The narrow and dirty streets were crowded with traffic, mainly cyclists and barefooted pedestrians dressed in dirty white garments. Rickshaws were also seen, but they were used only, by Europeans or by wealthy Indians dressed in bright and expensive materials. Everybody was moving, pushing, even yelling to attract attention.
The shops were very primitive, sometimes being rough shacks, sometimes being just squares of carpet. The sight of a mother feeding her children and at the same time pulling at your dress to attract your attention was quite common. As we passed along we might see a boot maker, quite probably a cripple, or there might be an excited crowd round an old snake-charmer who showed his tricks while a child went round collecting money.

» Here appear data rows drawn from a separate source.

//! Bounded linear undo/redo log of board snapshots.
//!
//! # Invariants
//! - `past` is ordered oldest-first; its back is the most recent snapshot.
//! - `future` is ordered nearest-first; its front is the next redo target.
//! - Neither side ever holds more than `max_depth` entries.

use crate::model::board::Board;
use std::collections::VecDeque;

/// Snapshot history backing undo/redo.
#[derive(Debug, Clone, PartialEq, Eq)]
pub struct History {
    past: VecDeque<Board>,
    future: VecDeque<Board>,
    max_depth: usize,
}

impl History {
    pub fn new(max_depth: usize) -> Self {
        Self {
            past: VecDeque::new(),
            future: VecDeque::new(),
            max_depth,
        }
    }

    pub fn max_depth(&self) -> usize {
        self.max_depth
    }

    pub fn past_len(&self) -> usize {
        self.past.len()
    }

    pub fn future_len(&self) -> usize {
        self.future.len()
    }

    pub fn can_undo(&self) -> bool {
        !self.past.is_empty()
    }

    pub fn can_redo(&self) -> bool {
        !self.future.is_empty()
    }

    /// Snapshots available to undo, oldest first.
    pub fn past(&self) -> impl Iterator<Item = &Board> + '_ {
        self.past.iter()
    }

    /// Snapshots available to redo, nearest first.
    pub fn future(&self) -> impl Iterator<Item = &Board> + '_ {
        self.future.iter()
    }

    /// Records the pre-mutation board of a forward mutation.
    ///
    /// Invalidates every redo entry.
    pub fn record(&mut self, snapshot: Board) {
        self.push_past(snapshot);
        self.future.clear();
    }

    /// Steps back: returns the board to restore, parking `current` for redo.
    ///
    /// Hands `current` back as `Err` when there is nothing to undo.
    pub fn undo(&mut self, current: Board) -> Result<Board, Board> {
        match self.past.pop_back() {
            Some(previous) => {
                self.push_future(current);
                Ok(previous)
            }
            None => Err(current),
        }
    }

    /// Steps forward: returns the board to restore, parking `current` for undo.
    pub fn redo(&mut self, current: Board) -> Result<Board, Board> {
        match self.future.pop_front() {
            Some(next) => {
                self.push_past(current);
                Ok(next)
            }
            None => Err(current),
        }
    }

    pub fn clear(&mut self) {
        self.past.clear();
        self.future.clear();
    }

    fn push_past(&mut self, snapshot: Board) {
        self.past.push_back(snapshot);
        while self.past.len() > self.max_depth {
            self.past.pop_front();
        }
    }

    fn push_future(&mut self, snapshot: Board) {
        self.future.push_front(snapshot);
        // Farthest redo target goes first.
        self.future.truncate(self.max_depth);
    }
}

A series of buildings housed the food markets. On entering one of them we soon found by the smell that we were in the meat market. The sight of dried fish and stale meat well camouflaged by great swarms of flies hardly made our mouths water, and though the Indians didn't seem to mind it, we left in a hurry. We were happier in the next section, which sold fruit, and we were able to choose from beautifully arranged tropical fruits which were very cheap.
Hand-made goods were sold mainly in the open, as were meals. As we walked through some of the little streets we were stared at as though we had come from Mars, and were continually being stopped and asked to buy or exchange things. It is many years now since I was there, but it was all so different from my ordinary life that it is a scene I shall never forget.